That's new to me - is there a reference somewhere for how big a chunk this is?

------
cmos
I started a company with a friend of mine in 1998 to do this... we're still
not quite there, and it turns out we could only sell it to really rich people
through high end custom dealers.

The 'dream' of a wired + automated house is oddly far away for people outside
of the 'wealthy' and 'do it yourself' categories. In many ways the entire
consumer electronics industry is so _not_ focused on the 'end customer
experience' to the point of just being downright insulting to their customer
base.

What does it mean to treat your customers badly? Try not trusting them at all.
Treat them like thieves. Put in artificial rules for using your products that
make it confusing for even us geeky folks. Refuse to agree on anything except
methods for screwing over your customers.

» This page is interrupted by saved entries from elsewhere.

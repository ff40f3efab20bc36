//! Error taxonomy for the engine.
//!
//! Three severities, per the failure policy:
//! - `EngineError` — invariant breach. Unwinds the bar loop; the runner still
//!   prints a partial summary and the determinism hash before exiting non-zero.
//! - `StrategyError` — a fault inside a strategy's `generate`. Caught at the
//!   call site only, logged, coerced to hold.
//! - `DataIntegrityError` / `ContractError` — specific kinds that escalate to
//!   `EngineError` depending on where they originate.

use chrono::NaiveDateTime;
use thiserror::Error;

/// Bad input data discovered at load time or by the duplicate-bar guard.
#[derive(Debug, Clone, Error)]
pub enum DataIntegrityError {
    #[error("{ticker} {timestamp}: {detail}")]
    BadBar {
        ticker: String,
        timestamp: NaiveDateTime,
        detail: String,
    },

    #[error("duplicate bar ({ticker}, {timestamp})")]
    DuplicateBar {
        ticker: String,
        timestamp: NaiveDateTime,
    },

    #[error("ticker '{0}' has no CSV file in the data directory")]
    MissingTicker(String),

    #[error("no bars in range {start}..={end} for ticker '{ticker}'")]
    EmptyRange {
        ticker: String,
        start: chrono::NaiveDate,
        end: chrono::NaiveDate,
    },

    #[error("{path}: {detail}")]
    Malformed { path: String, detail: String },
}

/// An invalid decision shape, caught before any ledger mutation.
#[derive(Debug, Clone, PartialEq, Error)]
pub enum ContractError {
    #[error("action {action} requires quantity > 0, got {quantity}")]
    QuantityMismatch { action: String, quantity: u32 },

    #[error("hold decision must carry quantity 0, got {0}")]
    NonZeroHold(u32),

    #[error("confidence {0} outside 0..=100")]
    ConfidenceOutOfRange(u8),

    #[error("entry action {0} missing stop_loss")]
    MissingStop(String),

    #[error("entry action {0} missing target")]
    MissingTarget(String),

    #[error("stop_loss equals entry price {0}")]
    DegenerateStop(f64),

    #[error("price {0} is not finite")]
    NonFinitePrice(f64),
}

/// A fault inside a strategy. Never aborts the run.
#[derive(Debug, Error)]
pub enum StrategyError {
    #[error("invalid decision: {0}")]
    Contract(#[from] ContractError),

    #[error("{0}")]
    Internal(String),
}

/// Attempted access to a bar the strategy is not yet allowed to see.
#[derive(Debug, Clone, Copy, PartialEq, Eq, Error)]
#[error("lookahead: requested bar {requested} but view is limited to {limit}")]
pub struct LookaheadError {
    pub requested: usize,
    pub limit: usize,
}

/// Invariant breach: the run aborts.
///
/// Every variant raised from inside the loop carries the iteration index,
/// bar timestamp and ticker so diagnostics can locate the exact bar.
#[derive(Debug, Error)]
pub enum EngineError {
    #[error("data integrity: {0}")]
    Data(#[from] DataIntegrityError),

    #[error("engine failure at [{index}] {ticker} {timestamp}: {detail}")]
    Failure {
        index: usize,
        ticker: String,
        timestamp: NaiveDateTime,
        detail: String,
    },

    /// A contract violation on a synthesized (engine-internal) exit. The same
    /// shape from a strategy is a `StrategyError` instead.
    #[error("internal contract violation at [{index}] {ticker} {timestamp}: {source}")]
    InternalContract {
        index: usize,
        ticker: String,
        timestamp: NaiveDateTime,
        #[source]
        source: ContractError,
    },

    #[error("determinism violation: {0}")]
    Determinism(String),
}

impl EngineError {
    pub fn failure(
        index: usize,
        ticker: impl Into<String>,
        timestamp: NaiveDateTime,
        detail: impl Into<String>,
    ) -> Self {
        Self::Failure {
            index,
            ticker: ticker.into(),
            timestamp,
            detail: detail.into(),
        }
    }
}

The last straw for me was HDMI. It is crippling the high end of the industry
as it is impossible to distribute throughout a home. It is fraught with basic
incompatibilities from one manufacturer to another. It's entire existence is
to phase out analog output of high definition audio and video. The 'marketing'
approach to the public is 'see, we put everything on one cable' but in all
reality, it's just DVI with digital audio that's encrypted so you can't make
legal, analog recordings for your personal use.

So the good news is there is a lot of room, even beyond the Apple effect, for
small companies to make an impact. The existing state of the old school
Consumer Electronics industry is pathetic and will likely not be able to churn
out anything but louder amplifiers and better resolution displays.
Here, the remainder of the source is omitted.